Kazik Staszewski w rozmowie z Robertem Mazurkiem w radiu RMF FM stwierdził, że obecna władza nie przeszkadza mu bardziej niż poprzednia, cieszy się, że podniesiono mu jako artyście ulgę podatkową i nie uważa za konieczne, by w sporze o wymiar sprawiedliwości brać w obronę sądy, które „nie są za fajne”. Już wcześniej parokrotnie dawał dowody jeśli nie otwartej sympatii, to przynajmniej jakiejś akceptacji dla pisowskiej „dobrej zmiany”. Rok temu wyznał w polonijnym radiu w Chicago, że jeśli miałby wybierać między Kukizem a Kaczyńskim, to „bardziej podoba mu się Kaczyński”. Internauci od razu pospieszyli z zarzutami o koniunkturalizm – widocznie bilety na koncerty w USA słabo się sprzedają, więc trzeba dopieścić polonijną publikę, która, jak wiadomo, stanowi wierny, zamorski elektorat PiS.

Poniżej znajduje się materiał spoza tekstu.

impl<Q: 'static> Query<Q> {
    /// Decodes a parsed query map into this query's captures.
    pub fn extract(&self, map: &QueryMap) -> Option<Q> {
        self.try_extract(map).ok()
    }

    /// Like [`extract`](Self::extract), but reports why matching failed.
    ///
    /// Decoding stops at the first parameter that fails; the error names
    /// that parameter.
    pub fn try_extract(&self, map: &QueryMap) -> Result<Q, QueryError> {
        (self.decode)(map)
    }

    /// Renders captures back into query parameters.
    ///
    /// Optional captures that are `None` and multi-valued captures that
    /// render to nothing are omitted entirely, so the result is canonical.
    pub fn query_to(&self, params: Q) -> QueryMap {
        let mut map = QueryMap::new();
        (self.encode)(params, &mut map);
        map
    }

    /// A parameter that must be present with a decodable first value.
    pub fn required<A>(self, name: &'static str, codec: Codec<A>) -> Query<<Q as Combine<(A,)>>::Out>
    where
        A: 'static,
        Q: Combine<(A,)>,
        <Q as Combine<(A,)>>::Out: 'static,
    {
        let mut shape = self.shape;
        shape.push(QueryShape::Required { name, expected: codec.expected().to_owned() });

        let prev = self.decode;
        let decoder = codec.clone();
        let decode = Arc::new(move |map: &QueryMap| {
            let prefix = prev(map)?;
            let values = map
                .get(name)
                .ok_or(QueryError::NoParameterWithName { name })?;
            let first = values.first().ok_or(QueryError::NoValuesForName { name })?;
            let value = decoder
                .decode(first)
                .map_err(|source| QueryError::Value { name, source })?;
            Ok(prefix.combine((value,)))
        });

        let prev = self.encode;
        let encode = Arc::new(move |params: <Q as Combine<(A,)>>::Out, map: &mut QueryMap| {
            let (prefix, (value,)) = <Q as Combine<(A,)>>::split(params);
            prev(prefix, map);
            map.entry(name.to_owned()).or_default().push(codec.encode(&value));
        });

        Query { shape, decode, encode }
    }

    /// A parameter that may be absent. Absent or empty yields `None`; a
    /// present value that fails to decode still fails the whole match.
    pub fn optional<A>(self, name: &'static str, codec: Codec<A>) -> Query<<Q as Combine<(Option<A>,)>>::Out>
    where
        A: 'static,
        Q: Combine<(Option<A>,)>,
        <Q as Combine<(Option<A>,)>>::Out: 'static,
    {
        let mut shape = self.shape;
        shape.push(QueryShape::Optional { name, expected: codec.expected().to_owned() });

        let prev = self.decode;
        let decoder = codec.clone();
        let decode = Arc::new(move |map: &QueryMap| {
            let prefix = prev(map)?;
            let value = match map.get(name).and_then(|values| values.first()) {
                Some(first) => Some(
                    decoder
                        .decode(first)
                        .map_err(|source| QueryError::Value { name, source })?,
                ),
                None => None,
            };
            Ok(prefix.combine((value,)))
        });

        let prev = self.encode;
        let encode = Arc::new(move |params: <Q as Combine<(Option<A>,)>>::Out, map: &mut QueryMap| {
            let (prefix, (value,)) = <Q as Combine<(Option<A>,)>>::split(params);
            prev(prefix, map);
            if let Some(value) = value {
                map.entry(name.to_owned()).or_default().push(codec.encode(&value));
            }
        });

        Query { shape, decode, encode }
    }

    /// A parameter that collects every value under its name.
    ///
    /// An absent name decodes exactly like a present name with no values,
    /// so `?tag=` never needs to be distinguished from no `tag` at all.
    pub fn all<A>(self, name: &'static str, codec: SeqCodec<A>) -> Query<<Q as Combine<(A,)>>::Out>
    where
        A: 'static,
        Q: Combine<(A,)>,
        <Q as Combine<(A,)>>::Out: 'static,
    {
        let mut shape = self.shape;
        shape.push(QueryShape::All { name, expected: codec.expected().to_owned() });

        let prev = self.decode;
        let decoder = codec.clone();
        let decode = Arc::new(move |map: &QueryMap| {
            let prefix = prev(map)?;
            let values = map.get(name).map(Vec::as_slice).unwrap_or(&[]);
            let value = decoder
                .decode(values)
                .map_err(|source| QueryError::Values { name, source })?;
            Ok(prefix.combine((value,)))
        });

        let prev = self.encode;
        let encode = Arc::new(move |params: <Q as Combine<(A,)>>::Out, map: &mut QueryMap| {
            let (prefix, (value,)) = <Q as Combine<(A,)>>::split(params);
            prev(prefix, map);
            let rendered = codec.encode(&value);
            if !rendered.is_empty() {
                map.entry(name.to_owned()).or_default().extend(rendered);
            }
        });

        Query { shape, decode, encode }
    }

    /// Captures the entire raw query map.
    ///
    /// This is lossy in combination with other parameters: encoding writes
    /// the captured map back verbatim, so round-tripping is only exact
    /// when `everything` is the sole declared parameter.
    pub fn everything(self) -> Query<<Q as Combine<(QueryMap,)>>::Out>
    where
        Q: Combine<(QueryMap,)>,
        <Q as Combine<(QueryMap,)>>::Out: 'static,
    {
        let mut shape = self.shape;
        shape.push(QueryShape::Everything);

        let prev = self.decode;
        let decode = Arc::new(move |map: &QueryMap| {
            let prefix = prev(map)?;
            Ok(prefix.combine((map.clone(),)))
        });

        let prev = self.encode;
        let encode = Arc::new(move |params: <Q as Combine<(QueryMap,)>>::Out, map: &mut QueryMap| {
            let (prefix, (captured,)) = <Q as Combine<(QueryMap,)>>::split(params);
            prev(prefix, map);
            for (name, values) in captured {
                map.entry(name).or_default().extend(values);
            }
        });

        Query { shape, decode, encode }
    }
}

#[cfg(test)]
mod tests {
    use super::*;
    use proptest::prelude::*;

    fn map(pairs: &[(&str, &str)]) -> QueryMap {
        let mut out = QueryMap::new();
        for (name, value) in pairs {
            out.entry((*name).to_owned()).or_default().push((*value).to_owned());
        }
        out
    }

    #[test]
    fn parse_splits_decodes_and_groups() {
        let parsed = parse_query_string("a=1&b=x+y&a=3");
        assert_eq!(parsed, map(&[("a", "1"), ("a", "3"), ("b", "x y")]));
        assert_eq!(parse_query_string(""), QueryMap::new());
        assert_eq!(parse_query_string("flag"), map(&[("flag", "")]));
    }

    #[test]
    fn required_needs_a_decodable_value() {
        let query = Query::new().required("page", Codec::int());
        assert_eq!(query.extract(&map(&[("page", "2")])), Some((2,)));
        assert_eq!(query.extract(&map(&[])), None);
        assert_eq!(query.extract(&map(&[("page", "two")])), None);
        match query.try_extract(&map(&[])) {
            Err(QueryError::NoParameterWithName { name }) => assert_eq!(name, "page"),
            other => panic!("unexpected result: {other:?}"),
        }
    }

    #[test]
    fn optional_is_none_when_absent_but_strict_when_present() {
        let query = Query::new().optional("count", Codec::int());
        assert_eq!(query.extract(&map(&[])), Some((None,)));
        assert_eq!(query.extract(&map(&[("count", "5")])), Some((Some(5),)));
        assert_eq!(query.extract(&map(&[("count", "five")])), None);
        assert_eq!(query.extract(&map(&[("other", "5")])), Some((None,)));
    }

    #[test]
    fn an_empty_value_list_fails_required_but_not_optional() {
        let mut raw = QueryMap::new();
        raw.insert("page".to_owned(), vec![]);

        let required = Query::new().required("page", Codec::int());
        match required.try_extract(&raw) {
            Err(QueryError::NoValuesForName { name }) => assert_eq!(name, "page"),
            other => panic!("unexpected result: {other:?}"),
        }

        let optional = Query::new().optional("page", Codec::int());
        assert_eq!(optional.extract(&raw), Some((None,)));
    }

    #[test]
    fn all_collects_every_value_and_absent_means_empty() {
        let query = Query::new().all("tag", SeqCodec::strings());
        assert_eq!(
            query.extract(&map(&[("tag", "a"), ("tag", "b")])),
            Some((vec!["a".to_owned(), "b".to_owned()],))
        );
        assert_eq!(query.extract(&map(&[])), Some((vec![],)));
    }

    #[test]
    fn all_with_typed_codec_fails_on_any_bad_value() {
        let query = Query::new().all("id", SeqCodec::each(Codec::int()));
        assert_eq!(query.extract(&map(&[("id", "1"), ("id", "2")])), Some((vec![1, 2],)));
        assert_eq!(query.extract(&map(&[("id", "1"), ("id", "x")])), None);
    }

    #[test]
    fn everything_captures_the_raw_map() {
        let query = Query::new().everything();
        let raw = map(&[("a", "1"), ("b", "2")]);
        assert_eq!(query.extract(&raw), Some((raw.clone(),)));
        assert_eq!(query.query_to((raw.clone(),)), raw);
    }

    #[test]
    fn parameters_accumulate_in_declaration_order() {
        let query = Query::new()
            .required("page", Codec::int())
            .optional("count", Codec::int());
        let captured = query.extract(&map(&[("count", "10"), ("page", "3")]));
        assert_eq!(captured, Some((3, Some(10))));
    }

    #[test]
    fn decoding_stops_at_the_first_failure() {
        let query = Query::new()
            .required("page", Codec::int())
            .required("count", Codec::int());
        match query.try_extract(&map(&[("count", "10")])) {
            Err(QueryError::NoParameterWithName { name }) => assert_eq!(name, "page"),
            other => panic!("unexpected result: {other:?}"),
        }
    }

    #[test]
    fn encoding_omits_empty_captures() {
        let query = Query::new()
            .optional("count", Codec::int())
            .all("tag", SeqCodec::strings());
        let rendered = query.query_to((None, vec![]));
        assert_eq!(rendered, QueryMap::new());
    }

    #[test]
    fn describe_lists_declared_parameters() {
        let query = Query::new()
            .required("page", Codec::int())
            .optional("count", Codec::int());
        assert_eq!(
            query.describe(),
            "?page=<an integer>&[count=<an integer>]"
        );
        assert_eq!(Query::new().describe(), "");
    }

    proptest! {
        #[test]
        fn required_and_optional_round_trip(page: i64, count: Option<i64>) {
            let query = Query::new()
                .required("page", Codec::int())
                .optional("count", Codec::int());
            let rendered = query.query_to((page, count));
            prop_assert_eq!(query.extract(&rendered), Some((page, count)));
        }

        #[test]
        fn multi_value_round_trips(tags in proptest::collection::vec("[a-z]{0,6}", 0..5)) {
            let query = Query::new().all("tag", SeqCodec::strings());
            let rendered = query.query_to((tags.clone(),));
            prop_assert_eq!(query.extract(&rendered), Some((tags,)));
        }

        #[test]
        fn raw_query_strings_round_trip(pairs in proptest::collection::vec(("[a-z]{1,4}", "[a-z0-9 ]{0,6}"), 0..5)) {
            let mut map = QueryMap::new();
            for (name, value) in pairs {
                map.entry(name).or_default().push(value);
            }
            prop_assert_eq!(parse_query_string(&render_query_string(&map)), map);
        }
    }
}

Teraz też posypały się posty wytykające muzykowi, że „właśnie zjadł kiełbasę wyborczą”, albo przypominające słowa jego własnej piosenki: „Bo artysta syty nie ma nic do powiedzenia. Chce picia i jedzenia. Nie chce nic zmieniać”. Zaiste trudno przejść obojętnie nad prorządowymi wypowiedziami artysty, który swoją pozycję w branży muzycznej zbudował na radykalnej krytyce politycznego establishmentu. Był wszak bezkompromisowy nie tylko w atakowaniu SLD (vide: „Łysy jedzie do Moskwy”), Donalda Tuska, ale nie szczędził też ostrych uszczypliwości wobec prezesa PiS.

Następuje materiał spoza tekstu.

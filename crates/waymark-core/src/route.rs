//! Routes: a request description bound to a response description.
//!
//! A [`Route`] pairs a [`Request`] with a [`Response`] whose input the
//! handler must produce; the types line up at compile time, so a route
//! that builds is a route whose handler, matcher, and renderer agree.
//!
//! Attaching a handler erases the capture types into a [`Handler`], the
//! unit the dispatcher works with. Building a handler runs its acquisition
//! step (if any) exactly once; the result, a [`RouteHandler`], is the
//! immutable per-route matcher-plus-callable the dispatcher probes on
//! every request.
//!
//! ```rust,ignore
//! let route = Route::new(
//!     Request::get(Path::root() / "user" / Param::int("user_id") / "view"),
//!     Response::ok(EntityCodec::json()),
//! )
//! .handle(|(user_id,)| async move { Ok(view_user(user_id).await?) });
//! ```

use std::future::Future;
use std::sync::Arc;

use bytes::Bytes;
use futures_util::future::BoxFuture;
use http::request::Parts;

use crate::error::Fault;
use crate::request::{Record, Request, RouteMiss};
use crate::response::{HttpResponse, Response};
use crate::tuple::Combine;

/// The in-flight answer of a matched route.
pub type RouteFuture = BoxFuture<'static, Result<HttpResponse, Fault>>;

/// A request description paired with the response description its handler
/// must feed.
pub struct Route<P, Q, H, E, R> {
    request: Request<P, Q, H, E>,
    response: Response<R>,
}

impl<P, Q, H, E, R> Route<P, Q, H, E, R> {
    pub fn new(request: Request<P, Q, H, E>, response: Response<R>) -> Self {
        Self { request, response }
    }

    /// Human-readable form of the whole route, e.g.
    /// `GET /user/{user_id}/view -> 200 OK (application/json)`.
    pub fn describe(&self) -> String {
        format!("{} -> {}", self.request.describe(), self.response.describe())
    }
}

impl<P, Q, H, E, R> Route<P, Q, H, E, R>
where
    P: Combine<Q> + 'static,
    Q: 'static,
    H: 'static,
    E: 'static,
    <P as Combine<Q>>::Out: Combine<H>,
    <<P as Combine<Q>>::Out as Combine<H>>::Out: Combine<E>,
    Record<P, Q, H, E>: Send + 'static,
    R: Send + 'static,
{
    /// Attaches an async handler.
    ///
    /// The handler receives the extracted record and produces the response
    /// input, or a [`Fault`] that the dispatcher turns into an error
    /// response. A fault never makes the dispatcher try later routes.
    pub fn handle<F, Fut>(self, handler: F) -> Handler
    where
        F: Fn(Record<P, Q, H, E>) -> Fut + Send + Sync + 'static,
        Fut: Future<Output = Result<R, Fault>> + Send + 'static,
    {
        let describe = self.describe();
        let Route { request, response } = self;
        let built_describe = describe.clone();
        Handler {
            describe,
            build: Box::new(move || {
                Box::pin(async move {
                    Ok(bind_route(built_describe, request, response, handler))
                })
            }),
        }
    }

    /// Attaches a synchronous, infallible handler.
    pub fn handle_fn<F>(self, handler: F) -> Handler
    where
        F: Fn(Record<P, Q, H, E>) -> R + Send + Sync + 'static,
    {
        self.handle(move |record| std::future::ready(Ok(handler(record))))
    }

    /// Attaches a handler with a build-time acquisition step.
    ///
    /// `init` runs once, when the application is built; its output is
    /// shared with every invocation of the handler. Routes whose handlers
    /// need a connection pool, a template cache, or similar get it here
    /// rather than from globals.
    pub fn handle_with<S, Init, InitFut, F, Fut>(self, init: Init, handler: F) -> Handler
    where
        S: Send + Sync + 'static,
        Init: FnOnce() -> InitFut + Send + 'static,
        InitFut: Future<Output = Result<S, Fault>> + Send + 'static,
        F: Fn(Arc<S>, Record<P, Q, H, E>) -> Fut + Send + Sync + 'static,
        Fut: Future<Output = Result<R, Fault>> + Send + 'static,
    {
        let describe = self.describe();
        let Route { request, response } = self;
        let built_describe = describe.clone();
        Handler {
            describe,
            build: Box::new(move || {
                Box::pin(async move {
                    let state = Arc::new(init().await?);
                    Ok(bind_route(built_describe, request, response, move |record| {
                        handler(state.clone(), record)
                    }))
                })
            }),
        }
    }
}

fn bind_route<P, Q, H, E, R, F, Fut>(
    describe: String,
    request: Request<P, Q, H, E>,
    response: Response<R>,
    handler: F,
) -> RouteHandler
where
    P: Combine<Q> + 'static,
    Q: 'static,
    H: 'static,
    E: 'static,
    <P as Combine<Q>>::Out: Combine<H>,
    <<P as Combine<Q>>::Out as Combine<H>>::Out: Combine<E>,
    Record<P, Q, H, E>: Send + 'static,
    R: Send + 'static,
    F: Fn(Record<P, Q, H, E>) -> Fut + Send + Sync + 'static,
    Fut: Future<Output = Result<R, Fault>> + Send + 'static,
{
    let try_handle = move |parts: &Parts, body: &Bytes| -> Result<RouteFuture, RouteMiss> {
        let record = request.try_extract(parts, body)?;
        // The handler future is created here but only polled by the caller,
        // so a non-matching request costs no handler work at all.
        let invocation = handler(record);
        let headers = parts.headers.clone();
        let response = response.clone();
        Ok(Box::pin(async move {
            let value = invocation.await?;
            Ok(response.respond(&headers, value).await.into_http())
        }))
    };
    RouteHandler { describe, try_handle: Box::new(try_handle) }
}

type BuildFn = Box<dyn FnOnce() -> BoxFuture<'static, Result<RouteHandler, Fault>> + Send>;

/// A route with its handler attached, before the build step has run.
pub struct Handler {
    describe: String,
    build: BuildFn,
}

impl Handler {
    /// Human-readable form of the underlying route.
    pub fn describe(&self) -> &str {
        &self.describe
    }

    /// Runs the acquisition step and produces the dispatchable route.
    pub async fn build(self) -> Result<RouteHandler, Fault> {
        (self.build)().await
    }
}

impl std::fmt::Debug for Handler {
    fn fmt(&self, f: &mut std::fmt::Formatter<'_>) -> std::fmt::Result {
        f.debug_struct("Handler").field("describe", &self.describe).finish()
    }
}

type TryHandleFn = Box<dyn Fn(&Parts, &Bytes) -> Result<RouteFuture, RouteMiss> + Send + Sync>;

/// A built route: probe it with a request and either run the returned
/// future or move on to the next route with the reported miss.
pub struct RouteHandler {
    describe: String,
    try_handle: TryHandleFn,
}

impl RouteHandler {
    /// Human-readable form of the underlying route.
    pub fn describe(&self) -> &str {
        &self.describe
    }

    /// Matches the request against this route.
    ///
    /// `Ok` means the route accepted the request; the future produces the
    /// response (or the handler's fault). `Err` reports why the route did
    /// not match so the caller can try the next one.
    pub fn try_handle(&self, parts: &Parts, body: &Bytes) -> Result<RouteFuture, RouteMiss> {
        (self.try_handle)(parts, body)
    }
}

impl std::fmt::Debug for RouteHandler {
    fn fmt(&self, f: &mut std::fmt::Formatter<'_>) -> std::fmt::Result {
        f.debug_struct("RouteHandler").field("describe", &self.describe).finish()
    }
}

#[cfg(test)]
mod tests {
    use super::*;
    use crate::codec::Codec;
    use crate::entity::EntityCodec;
    use crate::param::Param;
    use crate::path::Path;
    use crate::query::Query;
    use http::StatusCode;
    use http_body_util::BodyExt;
    use std::sync::atomic::{AtomicUsize, Ordering};

    fn parts(method: &str, uri: &str) -> Parts {
        let (parts, ()) = http::Request::builder()
            .method(method)
            .uri(uri)
            .body(())
            .unwrap()
            .into_parts();
        parts
    }

    async fn body_text(response: HttpResponse) -> String {
        let bytes = response.into_body().collect().await.unwrap().to_bytes();
        String::from_utf8(bytes.to_vec()).unwrap()
    }

    #[tokio::test]
    async fn matched_routes_run_their_handler() {
        let handler = Route::new(
            Request::get(Path::root() / "user" / Param::int("user_id") / "view")
                .with_query(Query::new().required("page", Codec::int())),
            Response::ok(EntityCodec::text()),
        )
        .handle(|(user_id, page)| async move { Ok(format!("user {user_id} page {page}")) })
        .build()
        .await
        .unwrap();

        let future = handler
            .try_handle(&parts("GET", "/user/5/view?page=2"), &Bytes::new())
            .unwrap();
        let response = future.await.unwrap();
        assert_eq!(response.status(), StatusCode::OK);
        assert_eq!(body_text(response).await, "user 5 page 2");
    }

    #[tokio::test]
    async fn unmatched_requests_report_the_miss() {
        let handler = Route::new(
            Request::get(Path::root() / "user"),
            Response::ok(EntityCodec::text()),
        )
        .handle_fn(|()| "hi".to_owned())
        .build()
        .await
        .unwrap();

        match handler.try_handle(&parts("GET", "/other"), &Bytes::new()) {
            Err(RouteMiss::Path(_)) => {}
            other => panic!("unexpected result: {:?}", other.err()),
        }
        match handler.try_handle(&parts("POST", "/user"), &Bytes::new()) {
            Err(RouteMiss::Method { .. }) => {}
            other => panic!("unexpected result: {:?}", other.err()),
        }
    }

    #[tokio::test]
    async fn handler_faults_surface_through_the_future() {
        let handler = Route::new(
            Request::get(Path::root() / "boom"),
            Response::ok(EntityCodec::text()),
        )
        .handle(|()| async { Err(Fault::new("upstream unavailable")) })
        .build()
        .await
        .unwrap();

        let future = handler
            .try_handle(&parts("GET", "/boom"), &Bytes::new())
            .unwrap();
        let fault = future.await.unwrap_err();
        assert_eq!(fault.message(), "upstream unavailable");
    }

    #[tokio::test]
    async fn handle_with_shares_built_state_across_requests() {
        let handler = Route::new(
            Request::get(Path::root() / "count"),
            Response::ok(EntityCodec::text()),
        )
        .handle_with(
            || async { Ok(AtomicUsize::new(0)) },
            |counter, ()| async move {
                let n = counter.fetch_add(1, Ordering::SeqCst) + 1;
                Ok(n.to_string())
            },
        )
        .build()
        .await
        .unwrap();

        for expected in ["1", "2", "3"] {
            let future = handler
                .try_handle(&parts("GET", "/count"), &Bytes::new())
                .unwrap();
            assert_eq!(body_text(future.await.unwrap()).await, expected);
        }
    }

    #[tokio::test]
    async fn failed_acquisition_fails_the_build() {
        let handler = Route::new(
            Request::get(Path::root() / "db"),
            Response::ok(EntityCodec::text()),
        )
        .handle_with(
            || async { Err::<(), _>(Fault::new("pool refused")) },
            |_state, ()| async move { Ok("never".to_owned()) },
        );

        let err = handler.build().await.unwrap_err();
        assert_eq!(err.message(), "pool refused");
    }

    #[tokio::test]
    async fn describe_survives_type_erasure() {
        let handler = Route::new(
            Request::get(Path::root() / "user" / Param::int("user_id")),
            Response::ok(EntityCodec::text()),
        )
        .handle_fn(|(_user_id,)| String::new());

        assert_eq!(
            handler.describe(),
            "GET /user/{user_id} -> 200 OK (text/plain; charset=utf-8)"
        );
    }
}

Polscy rockmani się nawrócili
Cóż, tak już jest w Polsce, że z wyrażaną publicznie postawą polityczną rockmanów mamy kłopot. Już na początku III RP spora część tego środowiska wspierała a to Korwina-Mikkego z jego paleoliberalizmem, mizoginizmem i ledwie skrywanym rasizmem, a to Jana Olszewskiego, a to znów AWS, udzielając się estradowo w stosownych kampaniach wyborczych. Było to o tyle osobliwe, że w kulturze anglosaskiej, skąd rock się wywodzi, reprezentanci tego stylu muzycznego albo pozostawali konsekwentnie obojętni politycznie, albo, jeśli już się angażowali, jak Joe Strummer z The Clash czy Bruce Springsteen, to raczej po stronie lewicy, najchętniej zresztą anarchistycznej.
U nas liczni rockmani, z początkami karier jeszcze w czasach PRL, już po zmianie systemu stali się nagle świeżo nawróconymi fundamentalistycznie zorientowanymi katolikami, albo, jak wspomniany wcześniej Paweł Kukiz, odbyli trudno zrozumiałą drogę od anarchizmu i antyklerykalizmu do sławienia dmowszczyzny i jakiejś niby-nowej idei endeckiej, która najgłośniej daje znać o sobie na Marszach Niepodległości wśród łopotu flag ONR. Kazik wydawał się wobec tych wolt zdystansowany, ale – jak widać i słychać – bardziej obawia się skojarzeń jego osoby z antypisowskim towarzystwem Tymona Tymańskiego czy Macieja Maleńczuka niż z piewcami idei Katolickiego Państwa Narodu Polskiego.